** Opening Record set block **

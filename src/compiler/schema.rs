use crate::editor::{NamedField, Screen};
use crate::wire::{DataField, DataSchema};
use ahash::AHashSet;

/// Terminal flag and inherited data declaration of one compiled screen.
#[derive(Debug, Clone, PartialEq)]
pub struct ScreenSchema {
    pub terminal: bool,
    pub data: Option<DataSchema>,
}

/// Union of the named fields of `screens`, first occurrence wins.
pub fn collect_named_fields(screens: &[Screen]) -> Vec<NamedField<'_>> {
    let mut seen = AHashSet::new();
    screens
        .iter()
        .flat_map(Screen::named_fields)
        .filter(|field| seen.insert(field.name))
        .collect()
}

/// The data schema built from the named fields of earlier screens, or `None` when
/// nothing is inherited.
pub fn inherited_schema(prior_fields: &[NamedField<'_>]) -> Option<DataSchema> {
    let schema: DataSchema = prior_fields
        .iter()
        .map(|field| (field.name.to_string(), DataField::string(field.example())))
        .collect();
    (!schema.is_empty()).then_some(schema)
}

/// Terminal screens declare an empty schema and inherit nothing. `prior_fields` is
/// the output of [`collect_named_fields`] over the screens before `screen`.
pub fn screen_schema(screen: &Screen, prior_fields: &[NamedField<'_>]) -> ScreenSchema {
    if screen.is_terminal() {
        ScreenSchema {
            terminal: true,
            data: Some(DataSchema::default()),
        }
    } else {
        ScreenSchema {
            terminal: false,
            data: inherited_schema(prior_fields),
        }
    }
}
use super::finding::{FindingCode, Severity, ValidationFinding, ValidationReport};
use super::limits::Limits;
use crate::editor::{Action, ActionKind, Element, Footer, IfBlock, Selector, SwitchBlock};

/// Per-element checks. Nested branch elements are checked through `nested`, which
/// the caller provides so branch findings get the same treatment as top-level ones.
pub(super) fn check_element(
    limits: &Limits,
    element: &Element,
    report: &mut ValidationReport,
    nested: &dyn Fn(&Element) -> ValidationReport,
) {
    match element {
        Element::TextHeading(heading) | Element::TextSubheading(heading) => {
            required_text(report, "text", "Text", &heading.text, limits.heading_text);
        }
        Element::TextBody(body) => {
            required_text(report, "text", "Text", &body.text, limits.body_text);
        }
        Element::TextCaption(caption) => {
            if required_text(report, "text", "Text", &caption.text, limits.caption_text) {
                let current = char_count(&caption.text);
                if current > limits.caption_warning_threshold() {
                    report.push(ValidationFinding::approaching(
                        "text",
                        format!(
                            "Text is approaching the {} character limit ({})",
                            limits.caption_text, current
                        ),
                        limits.caption_text,
                        current,
                    ));
                }
            }
        }
        Element::RichText(rich) => {
            required_text(report, "text", "Text", &rich.text, limits.rich_text);
        }
        Element::TextInput(input)
        | Element::EmailInput(input)
        | Element::PasswordInput(input)
        | Element::PhoneInput(input) => {
            input_identity(report, limits, &input.label, &input.name);
            helper_text(report, limits, input.helper_text.as_deref());
        }
        Element::TextArea(area) => {
            input_identity(report, limits, &area.label, &area.name);
            helper_text(report, limits, area.helper_text.as_deref());
        }
        Element::CheckboxGroup(selector)
        | Element::RadioButtonsGroup(selector)
        | Element::ChipsSelector(selector)
        | Element::Dropdown(selector) => check_selector(report, limits, selector),
        Element::OptIn(opt_in) => {
            required(report, "label", "Label", &opt_in.label);
            required(report, "name", "Name", &opt_in.name);
            action_target(report, "onClickAction", opt_in.on_click_action.as_ref());
        }
        Element::EmbeddedLink(link) => {
            required_text(report, "text", "Text", &link.text, limits.embedded_link_text);
            match &link.on_click_action {
                Some(action) => action_target(report, "onClickAction", Some(action)),
                None => report.push(ValidationFinding::missing(
                    "onClickAction",
                    "Action is required",
                )),
            }
        }
        Element::DatePicker(picker) => {
            input_identity(report, limits, &picker.label, &picker.name);
            helper_text(report, limits, picker.helper_text.as_deref());
            action_target(report, "onSelectAction", picker.on_select_action.as_ref());
        }
        Element::CalendarPicker(picker) => {
            input_identity(report, limits, &picker.label, &picker.name);
            helper_text(report, limits, picker.helper_text.as_deref());
            action_target(report, "onSelectAction", picker.on_select_action.as_ref());
        }
        Element::Image(image) => {
            required(report, "src", "Image source", &image.src);
        }
        Element::ImageCarousel(carousel) => {
            if carousel.images.is_empty() {
                report.push(ValidationFinding::missing(
                    "images",
                    "At least one image is required",
                ));
            }
        }
        Element::PhotoPicker(picker) => {
            input_identity(report, limits, &picker.label, &picker.name);
        }
        Element::DocumentPicker(picker) => {
            input_identity(report, limits, &picker.label, &picker.name);
        }
        Element::NavigationList(list) => {
            required(report, "name", "Name", &list.name);
            let count = list.items.len();
            if count > limits.navigation_list_items {
                report.push(ValidationFinding::exceeded(
                    "items",
                    format!(
                        "Navigation list has {} items; the maximum is {}",
                        count, limits.navigation_list_items
                    ),
                    limits.navigation_list_items,
                    count,
                ));
            }
            for item in &list.items {
                action_target(report, "items.onClickAction", item.on_click_action.as_ref());
            }
            action_target(report, "onClickAction", list.on_click_action.as_ref());
        }
        Element::Footer(footer) => check_footer(report, footer),
        Element::If(block) => check_if(report, block, nested),
        Element::Switch(block) => check_switch(report, block, nested),
    }
}

fn check_selector(report: &mut ValidationReport, limits: &Limits, selector: &Selector) {
    input_identity(report, limits, &selector.label, &selector.name);
    if selector.data_source.is_empty() {
        report.push(ValidationFinding::missing(
            "dataSource",
            "At least one option or a data source is required",
        ));
    }
    action_target(report, "onSelectAction", selector.on_select_action.as_ref());
}

fn check_footer(report: &mut ValidationReport, footer: &Footer) {
    required(report, "label", "Label", &footer.label);
    match &footer.on_click_action {
        Some(action) => action_target(report, "onClickAction", Some(action)),
        None => report.push(ValidationFinding::missing(
            "onClickAction",
            "Action is required",
        )),
    }
}

fn check_if(
    report: &mut ValidationReport,
    block: &IfBlock,
    nested: &dyn Fn(&Element) -> ValidationReport,
) {
    required(report, "condition", "Condition", &block.condition);
    if block.then.is_empty() {
        report.push(
            ValidationFinding::new(
                Severity::Warning,
                FindingCode::MissingRequiredField,
                "Then branch is empty",
            )
            .on_field("then"),
        );
    }
    for (index, child) in block.then.iter().enumerate() {
        report.merge(nested(child), &format!("then[{}]: ", index + 1));
    }
    for (index, child) in block.otherwise.iter().enumerate() {
        report.merge(nested(child), &format!("else[{}]: ", index + 1));
    }
}

fn check_switch(
    report: &mut ValidationReport,
    block: &SwitchBlock,
    nested: &dyn Fn(&Element) -> ValidationReport,
) {
    required(report, "value", "Value", &block.value);
    if block.cases.is_empty() {
        report.push(ValidationFinding::missing(
            "cases",
            "At least one case is required",
        ));
    }
    for (case, children) in &block.cases {
        for (index, child) in children.iter().enumerate() {
            report.merge(nested(child), &format!("case \"{}\"[{}]: ", case, index + 1));
        }
    }
}

/// Label and name of a value-producing input.
fn input_identity(report: &mut ValidationReport, limits: &Limits, label: &str, name: &str) {
    required_text(report, "label", "Label", label, limits.input_label);
    required(report, "name", "Name", name);
}

fn helper_text(report: &mut ValidationReport, limits: &Limits, text: Option<&str>) {
    if let Some(text) = text {
        max_length(report, "helperText", "Helper text", text, limits.helper_text);
    }
}

/// A navigate action must name its target screen.
fn action_target(report: &mut ValidationReport, field: &str, action: Option<&Action>) {
    if let Some(action) = action {
        if action.name == ActionKind::Navigate && action.navigate_target().is_none() {
            report.push(ValidationFinding::missing(
                field,
                "Navigation target screen is required",
            ));
        }
    }
}

/// Reports an empty value; returns whether the value is present.
fn required(report: &mut ValidationReport, field: &str, what: &str, value: &str) -> bool {
    if value.trim().is_empty() {
        report.push(ValidationFinding::missing(field, format!("{} is required", what)));
        false
    } else {
        true
    }
}

fn required_text(
    report: &mut ValidationReport,
    field: &str,
    what: &str,
    value: &str,
    limit: usize,
) -> bool {
    required(report, field, what, value) && max_length(report, field, what, value, limit)
}

/// Reports a value longer than `limit` characters; returns whether it fits.
fn max_length(
    report: &mut ValidationReport,
    field: &str,
    what: &str,
    value: &str,
    limit: usize,
) -> bool {
    let current = char_count(value);
    if current > limit {
        report.push(ValidationFinding::exceeded(
            field,
            format!("{} exceeds {} characters ({})", what, limit, current),
            limit,
            current,
        ));
        false
    } else {
        true
    }
}

fn char_count(value: &str) -> usize {
    value.chars().count()
}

** Closing Record set block **

Extract each line from the entries above that contains the string "Reports".

/// Reports an empty value; returns whether the value is present.
/// Reports a value longer than `limit` characters; returns whether it fits.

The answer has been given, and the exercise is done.